Spatial-RAG: Spatial Retrieval Augmented Generation for Real-World Geospatial Reasoning Questions
This addresses the problem of interpreting natural language geospatial queries for users needing location-based information, representing a novel method for a known bottleneck rather than a foundational advancement.
The paper tackled the problem of answering real-world geospatial questions by bridging the gap between large language models and spatial computing, introducing Spatial-RAG, which significantly improved accuracy, precision, and ranking performance over baselines in experiments on tourism and map-based QA datasets.

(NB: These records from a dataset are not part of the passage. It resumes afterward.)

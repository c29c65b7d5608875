//! Adaptive replacement cache (ARC).
//!
//! Resident entries live in two LRU lists: `t1` holds keys seen once
//! recently, `t2` holds keys seen at least twice. Keys evicted from either
//! list are remembered (without values) in the ghost lists `b1` and `b2`.
//! A ghost hit in `b1` grows the recency target `p`, a ghost hit in `b2`
//! shrinks it, so the split between `t1` and `t2` follows the workload.
//!
//! All state sits behind one mutex. The critical sections are pure
//! in-memory list updates; callers never hold the guard across I/O.

use kube_owners_domain::DomainError;
use lru::LruCache;
use rustc_hash::FxBuildHasher;
use std::borrow::Borrow;
use std::hash::Hash;
use std::num::NonZeroUsize;
use std::sync::{Mutex, MutexGuard, PoisonError};

type List<K, V> = LruCache<K, V, FxBuildHasher>;

/// Point-in-time view of the store, captured under the guard.
#[derive(Debug, Clone, Copy, PartialEq, Eq)]
pub struct StoreSnapshot {
    pub len: usize,
    pub capacity: usize,
    pub recent_len: usize,
    pub frequent_len: usize,
    /// Adaptive target size for the recency list.
    pub target_recent: usize,
    pub evictions: u64,
    pub ghost_hits: u64,
}

struct ArcState<K, V> {
    size: usize,
    p: usize,
    t1: List<K, V>,
    t2: List<K, V>,
    b1: List<K, ()>,
    b2: List<K, ()>,
    evictions: u64,
    ghost_hits: u64,
}

impl<K: Hash + Eq + Clone, V: Clone> ArcState<K, V> {
    fn new(capacity: NonZeroUsize) -> Self {
        Self {
            size: capacity.get(),
            p: 0,
            t1: LruCache::with_hasher(capacity, FxBuildHasher),
            t2: LruCache::with_hasher(capacity, FxBuildHasher),
            b1: LruCache::with_hasher(capacity, FxBuildHasher),
            b2: LruCache::with_hasher(capacity, FxBuildHasher),
            evictions: 0,
            ghost_hits: 0,
        }
    }

    fn resident(&self) -> usize {
        self.t1.len() + self.t2.len()
    }

    fn get<Q>(&mut self, key: &Q) -> Option<V>
    where
        K: Borrow<Q>,
        Q: Hash + Eq + ?Sized + ToOwned<Owned = K>,
    {
        // Second access promotes from recency to frequency.
        if let Some(value) = self.t1.pop(key) {
            self.t2.put(key.to_owned(), value.clone());
            return Some(value);
        }
        self.t2.get(key).cloned()
    }

    fn insert(&mut self, key: K, value: V) {
        if self.t1.pop(&key).is_some() {
            self.t2.put(key, value);
            return;
        }

        if self.t2.contains(&key) {
            self.t2.put(key, value);
            return;
        }

        if self.b1.contains(&key) {
            self.ghost_hits += 1;
            let (b1_len, b2_len) = (self.b1.len(), self.b2.len());
            let delta = if b2_len > b1_len { b2_len / b1_len } else { 1 };
            self.p = (self.p + delta).min(self.size);

            if self.resident() >= self.size {
                self.replace(false);
            }
            self.b1.pop(&key);
            self.t2.put(key, value);
            return;
        }

        if self.b2.contains(&key) {
            self.ghost_hits += 1;
            let (b1_len, b2_len) = (self.b1.len(), self.b2.len());
            let delta = if b1_len > b2_len { b1_len / b2_len } else { 1 };
            self.p = self.p.saturating_sub(delta);

            if self.resident() >= self.size {
                self.replace(true);
            }
            self.b2.pop(&key);
            self.t2.put(key, value);
            return;
        }

        if self.resident() >= self.size {
            self.replace(false);
        }
        if self.b1.len() > self.size - self.p {
            self.b1.pop_lru();
        }
        if self.b2.len() > self.p {
            self.b2.pop_lru();
        }
        self.t1.put(key, value);
    }

    /// Moves one resident entry to its ghost list.
    fn replace(&mut self, b2_hit: bool) {
        let t1_len = self.t1.len();
        let from_recent = (t1_len > 0 && (t1_len > self.p || (t1_len == self.p && b2_hit)))
            || self.t2.is_empty();

        let evicted = if from_recent {
            self.t1.pop_lru().map(|(key, _)| self.b1.push(key, ()))
        } else {
            self.t2.pop_lru().map(|(key, _)| self.b2.push(key, ()))
        };

        if evicted.is_some() {
            self.evictions += 1;
        }
    }

    fn remove<Q>(&mut self, key: &Q) -> Option<V>
    where
        K: Borrow<Q>,
        Q: Hash + Eq + ?Sized,
    {
        self.b1.pop(key);
        self.b2.pop(key);
        self.t1.pop(key).or_else(|| self.t2.pop(key))
    }

    fn purge(&mut self) {
        self.t1.clear();
        self.t2.clear();
        self.b1.clear();
        self.b2.clear();
        self.p = 0;
    }
}

/// Capacity-bounded key-value store with adaptive eviction.
///
/// Safe for concurrent use: every operation takes the internal guard for
/// the duration of the list update only. Values are cloned out, so they
/// should be cheap to clone (`Arc`-backed).
pub struct AdaptiveCache<K, V> {
    state: Mutex<ArcState<K, V>>,
    capacity: NonZeroUsize,
}

impl<K: Hash + Eq + Clone, V: Clone> AdaptiveCache<K, V> {
    pub fn new(capacity: NonZeroUsize) -> Self {
        Self {
            state: Mutex::new(ArcState::new(capacity)),
            capacity,
        }
    }

    /// Fails with `InvalidCacheCapacity` for a zero capacity.
    pub fn with_capacity(capacity: usize) -> Result<Self, DomainError> {
        NonZeroUsize::new(capacity)
            .map(Self::new)
            .ok_or(DomainError::InvalidCacheCapacity(capacity))
    }

    // A panic while holding the guard leaves the lists structurally valid;
    // the store only holds soft state, so keep serving.
    fn lock(&self) -> MutexGuard<'_, ArcState<K, V>> {
        self.state.lock().unwrap_or_else(PoisonError::into_inner)
    }

    /// Returns the value and records the access.
    pub fn get<Q>(&self, key: &Q) -> Option<V>
    where
        K: Borrow<Q>,
        Q: Hash + Eq + ?Sized + ToOwned<Owned = K>,
    {
        self.lock().get(key)
    }

    /// Returns the value without touching recency or frequency.
    pub fn peek<Q>(&self, key: &Q) -> Option<V>
    where
        K: Borrow<Q>,
        Q: Hash + Eq + ?Sized,
    {
        let state = self.lock();
        state.t1.peek(key).or_else(|| state.t2.peek(key)).cloned()
    }

    pub fn contains<Q>(&self, key: &Q) -> bool
    where
        K: Borrow<Q>,
        Q: Hash + Eq + ?Sized,
    {
        let state = self.lock();
        state.t1.contains(key) || state.t2.contains(key)
    }

    /// Inserts or replaces `key`, evicting one entry when full.
    pub fn insert(&self, key: K, value: V) {
        self.lock().insert(key, value);
    }

    pub fn remove<Q>(&self, key: &Q) -> Option<V>
    where
        K: Borrow<Q>,
        Q: Hash + Eq + ?Sized,
    {
        self.lock().remove(key)
    }

    /// Drops every resident and ghost entry and resets the target.
    pub fn purge(&self) {
        self.lock().purge();
    }

    pub fn len(&self) -> usize {
        self.lock().resident()
    }

    pub fn is_empty(&self) -> bool {
        self.len() == 0
    }

    pub fn capacity(&self) -> usize {
        self.capacity.get()
    }

    pub fn snapshot(&self) -> StoreSnapshot {
        let state = self.lock();
        StoreSnapshot {
            len: state.resident(),
            capacity: state.size,
            recent_len: state.t1.len(),
            frequent_len: state.t2.len(),
            target_recent: state.p,
            evictions: state.evictions,
            ghost_hits: state.ghost_hits,
        }
    }
}

#[cfg(test)]
mod tests {
    use super::*;

    fn cache(capacity: usize) -> AdaptiveCache<String, u32> {
        AdaptiveCache::with_capacity(capacity).unwrap()
    }

    #[test]
    fn test_zero_capacity_rejected() {
        let result = AdaptiveCache::<String, u32>::with_capacity(0);
        assert!(matches!(result, Err(DomainError::InvalidCacheCapacity(0))));
    }

    #[test]
    fn test_insert_and_get() {
        let cache = cache(4);
        cache.insert("a".to_string(), 1);
        assert_eq!(cache.get("a"), Some(1));
        assert_eq!(cache.get("b"), None);
    }

    #[test]
    fn test_second_access_promotes_to_frequent() {
        let cache = cache(4);
        cache.insert("a".to_string(), 1);
        assert_eq!(cache.snapshot().recent_len, 1);

        cache.get("a");
        let snapshot = cache.snapshot();
        assert_eq!(snapshot.recent_len, 0);
        assert_eq!(snapshot.frequent_len, 1);
    }

    #[test]
    fn test_peek_does_not_promote() {
        let cache = cache(4);
        cache.insert("a".to_string(), 1);
        assert_eq!(cache.peek("a"), Some(1));
        assert_eq!(cache.snapshot().frequent_len, 0);
    }

    #[test]
    fn test_reinsert_replaces_value() {
        let cache = cache(4);
        cache.insert("a".to_string(), 1);
        cache.insert("a".to_string(), 2);
        assert_eq!(cache.len(), 1);
        assert_eq!(cache.peek("a"), Some(2));
    }

    #[test]
    fn test_resident_entries_never_exceed_capacity() {
        let cache = cache(8);
        for i in 0..100u32 {
            cache.insert(format!("key-{i}"), i);
            if i % 3 == 0 {
                cache.get(&format!("key-{}", i / 2));
            }
            assert!(cache.len() <= 8);
        }
        assert_eq!(cache.len(), 8);
        assert_eq!(cache.snapshot().evictions, 92);
    }

    #[test]
    fn test_frequent_entries_survive_scan() {
        let cache = cache(4);
        cache.insert("a".to_string(), 1);
        cache.insert("b".to_string(), 2);
        cache.get("a");
        cache.get("b");

        for key in ["c", "d", "e", "f", "g"] {
            cache.insert(key.to_string(), 0);
        }

        assert!(cache.contains("a"));
        assert!(cache.contains("b"));
        assert!(!cache.contains("c"));
        assert_eq!(cache.len(), 4);
    }

    #[test]
    fn test_recent_ghost_hit_grows_target() {
        let cache = cache(2);
        cache.insert("a".to_string(), 1);
        cache.insert("b".to_string(), 2);
        // evicts "a" into the recency ghost list
        cache.insert("c".to_string(), 3);
        assert!(!cache.contains("a"));

        cache.insert("a".to_string(), 1);

        let snapshot = cache.snapshot();
        assert_eq!(snapshot.target_recent, 1);
        assert_eq!(snapshot.ghost_hits, 1);
        assert_eq!(snapshot.frequent_len, 1);
        assert!(cache.contains("a"));
        assert!(cache.contains("c"));
        assert!(!cache.contains("b"));
    }

    #[test]
    fn test_frequent_ghost_hit_shrinks_target() {
        let cache = cache(2);
        cache.insert("a".to_string(), 1);
        cache.insert("b".to_string(), 2);
        cache.insert("c".to_string(), 3); // a -> b1
        cache.insert("a".to_string(), 1); // b1 hit, p = 1, b -> b1, a in t2
        cache.insert("d".to_string(), 4); // t1 = [c] == p, evicts a from t2 -> b2
        assert!(!cache.contains("a"));
        assert_eq!(cache.snapshot().target_recent, 1);

        cache.insert("a".to_string(), 1); // b2 hit

        let snapshot = cache.snapshot();
        assert_eq!(snapshot.target_recent, 0);
        assert_eq!(snapshot.ghost_hits, 2);
        assert!(cache.contains("a"));
        assert_eq!(snapshot.len, 2);
    }

    #[test]
    fn test_remove_and_purge() {
        let cache = cache(4);
        cache.insert("a".to_string(), 1);
        cache.insert("b".to_string(), 2);

        assert_eq!(cache.remove("a"), Some(1));
        assert!(!cache.contains("a"));
        assert_eq!(cache.len(), 1);

        cache.purge();
        assert!(cache.is_empty());
        assert_eq!(cache.snapshot().target_recent, 0);
    }
}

Answering real-world geospatial questions--such as finding restaurants along a travel route or amenities near a landmark--requires reasoning over both geographic relationships and semantic user intent. However, existing large language models (LLMs) lack spatial computing capabilities and access to up-to-date, ubiquitous real-world geospatial data, while traditional geospatial systems fall short in interpreting natural language. To bridge this gap, we introduce Spatial-RAG, a Retrieval-Augmented Generation (RAG) framework designed for geospatial question answering. Spatial-RAG integrates structured spatial databases with LLMs via a hybrid spatial retriever that combines sparse spatial filtering and dense semantic matching. It formulates the answering process as a multi-objective optimization over spatial and semantic relevance, identifying Pareto-optimal candidates and dynamically selecting the best response based on user intent. Experiments across multiple tourism and map-based QA datasets show that Spatial-RAG significantly improves accuracy, precision, and ranking performance over strong baselines.